**What is being asked:** What you write should be an exact copy of the material, from its first line through the line containing "pub fn new(extensions: Vec<String>, exclude: GlobSet)".

**Supplied material:**
%%

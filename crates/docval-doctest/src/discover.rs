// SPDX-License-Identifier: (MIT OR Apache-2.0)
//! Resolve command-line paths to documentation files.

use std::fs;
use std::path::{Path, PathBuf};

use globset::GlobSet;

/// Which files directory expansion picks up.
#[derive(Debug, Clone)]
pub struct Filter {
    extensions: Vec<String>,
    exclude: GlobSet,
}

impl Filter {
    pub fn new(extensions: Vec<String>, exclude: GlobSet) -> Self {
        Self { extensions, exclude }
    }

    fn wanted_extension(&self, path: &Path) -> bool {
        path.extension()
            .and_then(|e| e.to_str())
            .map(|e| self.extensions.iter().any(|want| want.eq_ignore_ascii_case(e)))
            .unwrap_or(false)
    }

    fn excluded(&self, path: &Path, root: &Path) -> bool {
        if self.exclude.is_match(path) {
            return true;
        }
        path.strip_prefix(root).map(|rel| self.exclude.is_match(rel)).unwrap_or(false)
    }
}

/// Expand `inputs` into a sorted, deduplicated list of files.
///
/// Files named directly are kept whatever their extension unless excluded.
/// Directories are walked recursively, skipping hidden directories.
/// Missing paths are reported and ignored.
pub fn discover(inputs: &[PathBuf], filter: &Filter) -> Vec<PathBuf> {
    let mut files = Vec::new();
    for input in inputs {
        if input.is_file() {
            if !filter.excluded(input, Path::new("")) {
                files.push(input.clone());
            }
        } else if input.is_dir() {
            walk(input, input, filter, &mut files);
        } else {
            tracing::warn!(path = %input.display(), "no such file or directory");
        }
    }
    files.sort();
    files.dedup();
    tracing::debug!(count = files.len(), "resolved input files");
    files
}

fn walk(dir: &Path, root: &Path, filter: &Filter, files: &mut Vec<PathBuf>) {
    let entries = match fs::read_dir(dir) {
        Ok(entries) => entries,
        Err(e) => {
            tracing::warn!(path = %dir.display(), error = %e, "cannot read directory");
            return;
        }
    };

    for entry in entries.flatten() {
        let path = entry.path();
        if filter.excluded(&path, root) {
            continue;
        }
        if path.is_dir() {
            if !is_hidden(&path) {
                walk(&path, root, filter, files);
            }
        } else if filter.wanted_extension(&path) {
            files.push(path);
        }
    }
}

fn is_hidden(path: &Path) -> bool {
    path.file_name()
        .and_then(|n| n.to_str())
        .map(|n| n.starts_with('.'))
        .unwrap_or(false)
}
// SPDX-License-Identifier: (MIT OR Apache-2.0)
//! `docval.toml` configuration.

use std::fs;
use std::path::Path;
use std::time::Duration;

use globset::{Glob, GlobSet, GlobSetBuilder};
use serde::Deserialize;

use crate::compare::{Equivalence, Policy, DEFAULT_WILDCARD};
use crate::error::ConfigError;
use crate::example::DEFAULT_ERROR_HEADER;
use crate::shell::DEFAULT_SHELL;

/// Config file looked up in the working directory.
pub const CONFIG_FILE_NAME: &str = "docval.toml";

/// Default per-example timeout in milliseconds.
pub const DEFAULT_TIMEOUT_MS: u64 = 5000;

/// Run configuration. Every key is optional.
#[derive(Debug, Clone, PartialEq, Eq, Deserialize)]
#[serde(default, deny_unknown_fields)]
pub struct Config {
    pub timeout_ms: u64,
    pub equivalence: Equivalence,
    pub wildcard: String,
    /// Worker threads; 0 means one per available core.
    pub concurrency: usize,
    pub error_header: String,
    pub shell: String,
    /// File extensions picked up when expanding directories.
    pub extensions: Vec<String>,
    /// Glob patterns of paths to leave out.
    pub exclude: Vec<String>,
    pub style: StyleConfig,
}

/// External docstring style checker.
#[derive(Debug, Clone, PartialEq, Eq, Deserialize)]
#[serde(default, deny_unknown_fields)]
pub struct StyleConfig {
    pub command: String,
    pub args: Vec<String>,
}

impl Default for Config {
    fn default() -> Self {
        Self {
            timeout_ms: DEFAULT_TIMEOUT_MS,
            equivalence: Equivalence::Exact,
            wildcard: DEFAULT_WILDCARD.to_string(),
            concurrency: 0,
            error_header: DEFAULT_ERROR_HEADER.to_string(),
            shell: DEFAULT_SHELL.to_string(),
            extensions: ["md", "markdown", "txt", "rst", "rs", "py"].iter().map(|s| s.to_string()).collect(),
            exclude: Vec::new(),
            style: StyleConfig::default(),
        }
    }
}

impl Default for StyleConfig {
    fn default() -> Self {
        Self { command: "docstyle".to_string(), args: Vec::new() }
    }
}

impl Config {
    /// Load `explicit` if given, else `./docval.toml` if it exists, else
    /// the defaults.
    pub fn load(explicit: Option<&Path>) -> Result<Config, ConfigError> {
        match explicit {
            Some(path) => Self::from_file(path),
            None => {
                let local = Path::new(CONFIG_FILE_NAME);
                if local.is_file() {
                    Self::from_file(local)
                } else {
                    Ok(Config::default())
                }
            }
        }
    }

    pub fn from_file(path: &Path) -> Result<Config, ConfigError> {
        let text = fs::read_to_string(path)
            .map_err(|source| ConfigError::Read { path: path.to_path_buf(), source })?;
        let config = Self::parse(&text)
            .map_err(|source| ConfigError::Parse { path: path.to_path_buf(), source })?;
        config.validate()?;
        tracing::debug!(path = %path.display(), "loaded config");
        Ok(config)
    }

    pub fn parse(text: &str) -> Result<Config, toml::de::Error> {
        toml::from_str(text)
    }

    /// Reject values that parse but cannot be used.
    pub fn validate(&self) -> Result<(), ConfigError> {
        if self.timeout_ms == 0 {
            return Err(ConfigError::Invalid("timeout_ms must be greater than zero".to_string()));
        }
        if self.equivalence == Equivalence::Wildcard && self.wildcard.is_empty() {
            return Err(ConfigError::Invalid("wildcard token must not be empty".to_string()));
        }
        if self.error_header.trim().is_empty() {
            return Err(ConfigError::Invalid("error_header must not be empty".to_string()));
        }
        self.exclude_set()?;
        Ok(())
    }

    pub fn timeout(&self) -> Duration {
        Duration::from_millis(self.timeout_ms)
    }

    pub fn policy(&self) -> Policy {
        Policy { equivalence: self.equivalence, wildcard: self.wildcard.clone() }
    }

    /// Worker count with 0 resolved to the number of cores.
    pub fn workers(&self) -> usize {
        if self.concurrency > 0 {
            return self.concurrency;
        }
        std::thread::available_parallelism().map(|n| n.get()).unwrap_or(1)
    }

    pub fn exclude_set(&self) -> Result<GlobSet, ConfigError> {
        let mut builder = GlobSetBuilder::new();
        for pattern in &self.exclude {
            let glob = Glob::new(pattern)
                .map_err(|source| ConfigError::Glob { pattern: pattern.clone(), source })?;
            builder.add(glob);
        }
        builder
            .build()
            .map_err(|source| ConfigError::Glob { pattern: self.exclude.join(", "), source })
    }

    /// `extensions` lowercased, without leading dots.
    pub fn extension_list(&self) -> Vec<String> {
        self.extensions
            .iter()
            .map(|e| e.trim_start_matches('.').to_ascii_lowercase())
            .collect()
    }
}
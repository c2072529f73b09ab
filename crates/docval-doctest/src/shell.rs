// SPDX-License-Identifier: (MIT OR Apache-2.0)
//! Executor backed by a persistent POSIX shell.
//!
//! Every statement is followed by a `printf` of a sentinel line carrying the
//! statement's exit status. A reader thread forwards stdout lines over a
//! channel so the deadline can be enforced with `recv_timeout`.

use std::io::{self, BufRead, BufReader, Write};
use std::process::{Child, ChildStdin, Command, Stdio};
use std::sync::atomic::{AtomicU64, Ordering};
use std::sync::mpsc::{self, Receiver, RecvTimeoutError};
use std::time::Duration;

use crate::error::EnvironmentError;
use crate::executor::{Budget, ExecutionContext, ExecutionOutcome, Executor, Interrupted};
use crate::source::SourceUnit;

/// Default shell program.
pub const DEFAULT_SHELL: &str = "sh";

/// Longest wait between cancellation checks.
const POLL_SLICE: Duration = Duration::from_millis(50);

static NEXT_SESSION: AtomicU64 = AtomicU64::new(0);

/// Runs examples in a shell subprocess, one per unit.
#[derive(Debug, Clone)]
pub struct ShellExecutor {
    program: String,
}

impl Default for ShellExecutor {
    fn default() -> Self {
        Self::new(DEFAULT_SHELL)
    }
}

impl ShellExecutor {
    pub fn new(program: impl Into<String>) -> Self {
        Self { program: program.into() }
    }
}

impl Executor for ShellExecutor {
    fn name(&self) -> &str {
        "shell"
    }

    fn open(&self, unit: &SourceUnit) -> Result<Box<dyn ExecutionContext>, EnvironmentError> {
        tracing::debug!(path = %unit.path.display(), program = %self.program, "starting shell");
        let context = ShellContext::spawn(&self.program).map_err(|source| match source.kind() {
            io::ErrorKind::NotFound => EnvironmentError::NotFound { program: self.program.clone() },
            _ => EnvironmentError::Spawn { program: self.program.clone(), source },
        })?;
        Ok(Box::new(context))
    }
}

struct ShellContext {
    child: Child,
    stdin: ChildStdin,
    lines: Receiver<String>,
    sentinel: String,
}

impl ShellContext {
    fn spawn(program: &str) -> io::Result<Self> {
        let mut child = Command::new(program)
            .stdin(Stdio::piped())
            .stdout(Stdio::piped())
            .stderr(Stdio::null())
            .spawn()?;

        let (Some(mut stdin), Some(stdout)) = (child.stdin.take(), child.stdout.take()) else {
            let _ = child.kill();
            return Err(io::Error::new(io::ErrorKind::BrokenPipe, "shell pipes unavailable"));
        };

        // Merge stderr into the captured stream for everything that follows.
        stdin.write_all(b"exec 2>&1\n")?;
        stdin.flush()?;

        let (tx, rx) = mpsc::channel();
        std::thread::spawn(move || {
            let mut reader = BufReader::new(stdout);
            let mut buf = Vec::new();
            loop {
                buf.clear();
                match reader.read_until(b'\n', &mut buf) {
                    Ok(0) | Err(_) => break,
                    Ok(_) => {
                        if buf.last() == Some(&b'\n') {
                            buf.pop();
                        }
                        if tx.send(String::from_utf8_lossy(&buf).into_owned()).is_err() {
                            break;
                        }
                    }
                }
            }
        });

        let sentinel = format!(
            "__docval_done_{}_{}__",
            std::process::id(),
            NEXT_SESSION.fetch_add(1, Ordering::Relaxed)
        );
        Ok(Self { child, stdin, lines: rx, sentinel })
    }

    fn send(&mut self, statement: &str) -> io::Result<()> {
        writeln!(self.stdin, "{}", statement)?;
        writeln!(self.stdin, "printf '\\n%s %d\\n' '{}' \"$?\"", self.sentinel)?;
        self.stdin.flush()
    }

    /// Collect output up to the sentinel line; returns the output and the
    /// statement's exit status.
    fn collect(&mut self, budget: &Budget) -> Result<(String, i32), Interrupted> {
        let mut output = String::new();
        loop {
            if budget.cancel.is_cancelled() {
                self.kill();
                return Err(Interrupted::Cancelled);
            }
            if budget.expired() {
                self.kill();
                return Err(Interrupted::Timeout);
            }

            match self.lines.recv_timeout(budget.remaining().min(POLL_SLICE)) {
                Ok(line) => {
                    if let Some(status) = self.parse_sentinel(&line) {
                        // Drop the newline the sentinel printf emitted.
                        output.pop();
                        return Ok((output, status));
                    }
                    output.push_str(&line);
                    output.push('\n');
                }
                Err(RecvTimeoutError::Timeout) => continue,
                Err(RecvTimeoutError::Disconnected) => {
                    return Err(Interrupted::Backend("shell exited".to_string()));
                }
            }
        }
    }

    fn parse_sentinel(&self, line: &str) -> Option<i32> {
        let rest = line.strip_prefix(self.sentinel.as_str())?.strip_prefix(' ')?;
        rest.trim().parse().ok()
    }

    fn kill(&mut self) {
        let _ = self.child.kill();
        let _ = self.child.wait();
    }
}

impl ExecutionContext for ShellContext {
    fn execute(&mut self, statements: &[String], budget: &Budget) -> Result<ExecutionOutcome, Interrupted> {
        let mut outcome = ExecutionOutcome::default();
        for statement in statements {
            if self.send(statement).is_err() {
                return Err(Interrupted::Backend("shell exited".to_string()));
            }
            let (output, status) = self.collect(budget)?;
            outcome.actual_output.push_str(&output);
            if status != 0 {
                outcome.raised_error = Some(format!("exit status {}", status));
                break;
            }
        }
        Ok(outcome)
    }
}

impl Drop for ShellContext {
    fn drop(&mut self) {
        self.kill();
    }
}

%%

**Exercise result:**
filename crates/docval-doctest/src/discover.rs
// SPDX-License-Identifier: (MIT OR Apache-2.0)
//! Resolve command-line paths to documentation files.

use std::fs;
use std::path::{Path, PathBuf};

use globset::GlobSet;

/// Which files directory expansion picks up.
#[derive(Debug, Clone)]
pub struct Filter {
    extensions: Vec<String>,
    exclude: GlobSet,
}

impl Filter {
    pub fn new(extensions: Vec<String>, exclude: GlobSet) -> Self {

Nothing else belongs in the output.